*The problem*: Print all entries word for word.

┄┄┄┄┄┄┄┄┄┄┄┄┄┄┄┄┄┄┄┄

use std::time::Duration;

use thiserror::Error;

/// Failure reported by a satisfiability backend.
///
/// Neither variant may be interpreted as a verdict: the check simply did not conclude.
#[derive(Error, Debug, Clone, PartialEq, Eq)]
pub enum OracleError {
    /// The backend crashed or returned something unusable.
    #[error("oracle failure: {0}")]
    Failure(String),
    /// The backend did not conclude within the allotted time.
    #[error("oracle timed out (limit: {0:?})")]
    Timeout(Option<Duration>),
}

#[derive(Error, Debug, Clone, PartialEq, Eq)]
pub enum ExplainError {
    #[error("oracle failure: {0}")]
    Oracle(String),
    #[error("oracle timed out (limit: {0:?})")]
    OracleTimeout(Option<Duration>),
    /// The SAT solver keeping track of the explored subsets failed.
    #[error("map solver failure: {0}")]
    MapSolver(String),
    /// The constraints given to an extractor are jointly satisfiable: there is nothing to explain.
    #[error("soft and hard constraints are jointly satisfiable, no conflict to explain")]
    NoConflict,
    /// The hard constraints alone are unsatisfiable, hence no satisfiable subset exists.
    #[error("hard constraints are unsatisfiable on their own")]
    HardInfeasible,
    #[error("no unsatisfiable subset satisfies the given predicate")]
    OcusInfeasible,
    #[error("constraint index {index} is outside of the soft set (of size {len})")]
    InvalidSubset { index: usize, len: usize },
    /// An identifier, at the given position of the input, is not part of the soft set.
    #[error("constraint at position {0} of the input is not a soft constraint")]
    UnknownConstraint(usize),
    #[error("soft constraint at index {0} is a duplicate")]
    DuplicateConstraint(usize),
    #[error("expected {expected} weights (one per soft constraint), got {actual}")]
    InvalidWeights { expected: usize, actual: usize },
    #[error("unknown algorithm \"{0}\"")]
    UnknownAlgorithm(String),
}

impl ExplainError {
    /// Whether retrying the same call may succeed (timeouts only).
    /// Retrying is always left to the caller.
    pub fn is_retriable(&self) -> bool {
        matches!(self, ExplainError::OracleTimeout(_))
    }
}

impl From<OracleError> for ExplainError {
    fn from(err: OracleError) -> Self {
        match err {
            OracleError::Failure(msg) => ExplainError::Oracle(msg),
            OracleError::Timeout(limit) => ExplainError::OracleTimeout(limit),
        }
    }
}

pub type Result<T> = std::result::Result<T, ExplainError>;
//! Maximal Satisfiable Subsets (MSS) and their complements, Minimal Correction Sets (MCS).
//!
//! All builders grow a satisfiable subset greedily. The order in which soft constraints are
//! considered decides which of the (many) MSSes is found.

use itertools::Itertools;

use crate::error::{ExplainError, Result};
use crate::oracle::{Oracle, Verdict};
use crate::subset::{SoftIdx, Subset, Weights};

/// Greedy MSS: soft constraints are added in input order and kept if the result is still SAT.
pub fn mss_naive<O: Oracle + ?Sized>(oracle: &mut O) -> Result<Subset> {
    let _span = tracing::span!(tracing::Level::DEBUG, "MSS (naive)").entered();
    let order = (0..oracle.num_soft()).collect_vec();
    greedy_mss(oracle, &order, false)
}

/// Greedy MSS exploiting the witnesses of SAT checks: any constraint satisfied by a witness
/// is added without a dedicated check.
///
/// Falls back to [`mss_naive`] if the oracle does not support assumptions.
pub fn mss<O: Oracle + ?Sized>(oracle: &mut O) -> Result<Subset> {
    if !oracle.supports_assumptions() {
        tracing::debug!("oracle does not support assumptions, using naive MSS construction");
        return mss_naive(oracle);
    }
    let _span = tracing::span!(tracing::Level::DEBUG, "MSS").entered();
    let order = (0..oracle.num_soft()).collect_vec();
    greedy_mss(oracle, &order, true)
}

/// Greedy MSS considering soft constraints by decreasing weight (ties in input order),
/// so that heavier constraints are preferentially kept.
///
/// The result is subset-maximal but not necessarily of maximal weight.
/// Witnesses are ignored here: absorbing light constraints satisfied by chance could
/// exclude heavier ones considered later.
pub fn mss_opt<O: Oracle + ?Sized>(oracle: &mut O, weights: &Weights) -> Result<Subset> {
    check_weights(oracle, weights)?;
    let _span = tracing::span!(tracing::Level::DEBUG, "MSS (weighted)").entered();
    greedy_mss(oracle, &weights.order_by_decreasing_weight(), false)
}

/// The MCS complementing [`mss_naive`].
pub fn mcs_naive<O: Oracle + ?Sized>(oracle: &mut O) -> Result<Subset> {
    mss_naive(oracle).map(|mss| mcs_from_mss(&mss))
}

/// The MCS complementing [`mss`].
pub fn mcs<O: Oracle + ?Sized>(oracle: &mut O) -> Result<Subset> {
    mss(oracle).map(|mss| mcs_from_mss(&mss))
}

/// The MCS complementing [`mss_opt`]: light constraints are preferentially removed.
pub fn mcs_opt<O: Oracle + ?Sized>(oracle: &mut O, weights: &Weights) -> Result<Subset> {
    mss_opt(oracle, weights).map(|mss| mcs_from_mss(&mss))
}

/// The complement of an MSS within the soft set. No oracle call.
pub fn mcs_from_mss(mss: &Subset) -> Subset {
    mss.complement()
}

fn check_weights<O: Oracle + ?Sized>(oracle: &O, weights: &Weights) -> Result<()> {
    if weights.len() != oracle.num_soft() {
        return Err(ExplainError::InvalidWeights {
            expected: oracle.num_soft(),
            actual: weights.len(),
        });
    }
    Ok(())
}

fn greedy_mss<O: Oracle + ?Sized>(oracle: &mut O, order: &[SoftIdx], use_witness: bool) -> Result<Subset> {
    let n = oracle.num_soft();
    let all = Subset::full(n);
    if oracle.check(&all)?.is_sat() {
        tracing::debug!("all soft constraints are jointly satisfiable");
        return Ok(all);
    }

    let start = if use_witness {
        match oracle.check(&Subset::empty(n))? {
            Verdict::Unsat { .. } => return Err(ExplainError::HardInfeasible),
            Verdict::Sat { satisfied } => satisfied.unwrap_or_else(|| Subset::empty(n)),
        }
    } else {
        Subset::empty(n)
    };
    let mss = grow(oracle, start, order, use_witness)?;

    // without witnesses, the empty set was never checked on its own
    if mss.is_empty() && !use_witness && oracle.check(&mss)?.is_unsat() {
        return Err(ExplainError::HardInfeasible);
    }
    tracing::debug!("MSS of size {}: {}", mss.len(), mss);
    Ok(mss)
}

/// Extends the satisfiable subset `sat_subset` into an MSS, trying the constraints in `order`.
///
/// With `use_witness`, the satisfied set reported on each SAT check replaces the current set,
/// skipping the checks of all constraints it contains.
pub(crate) fn grow<O: Oracle + ?Sized>(
    oracle: &mut O,
    sat_subset: Subset,
    order: &[SoftIdx],
    use_witness: bool,
) -> Result<Subset> {
    let mut current = sat_subset;
    for &lit in order {
        if current.contains(lit) {
            continue;
        }
        current.insert(lit);
        match oracle.check(&current)? {
            Verdict::Sat {
                satisfied: Some(satisfied),
            } if use_witness => {
                debug_assert!(satisfied.is_superset(&current));
                current = satisfied;
            }
            Verdict::Sat { .. } => {}
            Verdict::Unsat { .. } => current.remove(lit),
        }
    }
    Ok(current)
}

┄┄┄┄┄┄┄┄┄┄┄┄┄┄┄┄┄┄┄┄

*Response to this exercise*:
use std::time::Duration;

use thiserror::Error;

/// Failure reported by a satisfiability backend.
///
/// Neither variant may be interpreted as a verdict: the check simply did not conclude.
#[derive(Error, Debug, Clone, PartialEq, Eq)]
pub enum OracleError {
    /// The backend crashed or returned something unusable.
    #[error("oracle failure: {0}")]
    Failure(String),
    /// The backend did not conclude within the allotted time.
    #[error("oracle timed out (limit: {0:?})")]
    Timeout(Option<Duration>),
}

#[derive(Error, Debug, Clone, PartialEq, Eq)]
pub enum ExplainError {
    #[error("oracle failure: {0}")]
    Oracle(String),
    #[error("oracle timed out (limit: {0:?})")]
    OracleTimeout(Option<Duration>),
    /// The SAT solver keeping track of the explored subsets failed.
    #[error("map solver failure: {0}")]
    MapSolver(String),
    /// The constraints given to an extractor are jointly satisfiable: there is nothing to explain.
    #[error("soft and hard constraints are jointly satisfiable, no conflict to explain")]
    NoConflict,
    /// The hard constraints alone are unsatisfiable, hence no satisfiable subset exists.
    #[error("hard constraints are unsatisfiable on their own")]
    HardInfeasible,
    #[error("no unsatisfiable subset satisfies the given predicate")]
    OcusInfeasible,
    #[error("constraint index {index} is outside of the soft set (of size {len})")]
    InvalidSubset { index: usize, len: usize },
    /// An identifier, at the given position of the input, is not part of the soft set.
    #[error("constraint at position {0} of the input is not a soft constraint")]
    UnknownConstraint(usize),
    #[error("soft constraint at index {0} is a duplicate")]
    DuplicateConstraint(usize),
    #[error("expected {expected} weights (one per soft constraint), got {actual}")]
    InvalidWeights { expected: usize, actual: usize },
    #[error("unknown algorithm \"{0}\"")]
    UnknownAlgorithm(String),
}

impl ExplainError {
    /// Whether retrying the same call may succeed (timeouts only).
    /// Retrying is always left to the caller.
    pub fn is_retriable(&self) -> bool {
        matches!(self, ExplainError::OracleTimeout(_))
    }
}

impl From<OracleError> for ExplainError {
    fn from(err: OracleError) -> Self {
        match err {
            OracleError::Failure(msg) => ExplainError::Oracle(msg),
            OracleError::Timeout(limit) => ExplainError::OracleTimeout(limit),
        }
    }
}

pub type Result<T> = std::result::Result<T, ExplainError>;
//! Maximal Satisfiable Subsets (MSS) and their complements, Minimal Correction Sets (MCS).
//!
//! All builders grow a satisfiable subset greedily. The order in which soft constraints are
//! considered decides which of the (many) MSSes is found.

use itertools::Itertools;

use crate::error::{ExplainError, Result};
use crate::oracle::{Oracle, Verdict};
use crate::subset::{SoftIdx, Subset, Weights};

/// Greedy MSS: soft constraints are added in input order and kept if the result is still SAT.
pub fn mss_naive<O: Oracle + ?Sized>(oracle: &mut O) -> Result<Subset> {
    let _span = tracing::span!(tracing::Level::DEBUG, "MSS (naive)").entered();
    let order = (0..oracle.num_soft()).collect_vec();
    greedy_mss(oracle, &order, false)
}

/// Greedy MSS exploiting the witnesses of SAT checks: any constraint satisfied by a witness
/// is added without a dedicated check.
///
/// Falls back to [`mss_naive`] if the oracle does not support assumptions.
pub fn mss<O: Oracle + ?Sized>(oracle: &mut O) -> Result<Subset> {
    if !oracle.supports_assumptions() {
        tracing::debug!("oracle does not support assumptions, using naive MSS construction");
        return mss_naive(oracle);
    }
    let _span = tracing::span!(tracing::Level::DEBUG, "MSS").entered();
    let order = (0..oracle.num_soft()).collect_vec();
    greedy_mss(oracle, &order, true)
}

/// Greedy MSS considering soft constraints by decreasing weight (ties in input order),
/// so that heavier constraints are preferentially kept.
///
/// The result is subset-maximal but not necessarily of maximal weight.
/// Witnesses are ignored here: absorbing light constraints satisfied by chance could
/// exclude heavier ones considered later.
pub fn mss_opt<O: Oracle + ?Sized>(oracle: &mut O, weights: &Weights) -> Result<Subset> {
    check_weights(oracle, weights)?;
    let _span = tracing::span!(tracing::Level::DEBUG, "MSS (weighted)").entered();
    greedy_mss(oracle, &weights.order_by_decreasing_weight(), false)
}

/// The MCS complementing [`mss_naive`].
pub fn mcs_naive<O: Oracle + ?Sized>(oracle: &mut O) -> Result<Subset> {
    mss_naive(oracle).map(|mss| mcs_from_mss(&mss))
}

/// The MCS complementing [`mss`].
pub fn mcs<O: Oracle + ?Sized>(oracle: &mut O) -> Result<Subset> {
    mss(oracle).map(|mss| mcs_from_mss(&mss))
}

/// The MCS complementing [`mss_opt`]: light constraints are preferentially removed.
pub fn mcs_opt<O: Oracle + ?Sized>(oracle: &mut O, weights: &Weights) -> Result<Subset> {
    mss_opt(oracle, weights).map(|mss| mcs_from_mss(&mss))
}

/// The complement of an MSS within the soft set. No oracle call.
pub fn mcs_from_mss(mss: &Subset) -> Subset {
    mss.complement()
}

fn check_weights<O: Oracle + ?Sized>(oracle: &O, weights: &Weights) -> Result<()> {
    if weights.len() != oracle.num_soft() {
        return Err(ExplainError::InvalidWeights {
            expected: oracle.num_soft(),
            actual: weights.len(),
        });
    }
    Ok(())
}

fn greedy_mss<O: Oracle + ?Sized>(oracle: &mut O, order: &[SoftIdx], use_witness: bool) -> Result<Subset> {
    let n = oracle.num_soft();
    let all = Subset::full(n);
    if oracle.check(&all)?.is_sat() {
        tracing::debug!("all soft constraints are jointly satisfiable");
        return Ok(all);
    }

    let start = if use_witness {
        match oracle.check(&Subset::empty(n))? {
            Verdict::Unsat { .. } => return Err(ExplainError::HardInfeasible),
            Verdict::Sat { satisfied } => satisfied.unwrap_or_else(|| Subset::empty(n)),
        }
    } else {
        Subset::empty(n)
    };
    let mss = grow(oracle, start, order, use_witness)?;

    // without witnesses, the empty set was never checked on its own
    if mss.is_empty() && !use_witness && oracle.check(&mss)?.is_unsat() {
        return Err(ExplainError::HardInfeasible);
    }
    tracing::debug!("MSS of size {}: {}", mss.len(), mss);
    Ok(mss)
}

/// Extends the satisfiable subset `sat_subset` into an MSS, trying the constraints in `order`.
///
/// With `use_witness`, the satisfied set reported on each SAT check replaces the current set,
/// skipping the checks of all constraints it contains.
pub(crate) fn grow<O: Oracle + ?Sized>(
    oracle: &mut O,
    sat_subset: Subset,
    order: &[SoftIdx],
    use_witness: bool,
) -> Result<Subset> {
    let mut current = sat_subset;
    for &lit in order {
        if current.contains(lit) {
            continue;
        }
        current.insert(lit);
        match oracle.check(&current)? {
            Verdict::Sat {
                satisfied: Some(satisfied),
            } if use_witness => {
                debug_assert!(satisfied.is_superset(&current));
                current = satisfied;
            }
            Verdict::Sat { .. } => {}
            Verdict::Unsat { .. } => current.remove(lit),
        }
    }
    Ok(current)
}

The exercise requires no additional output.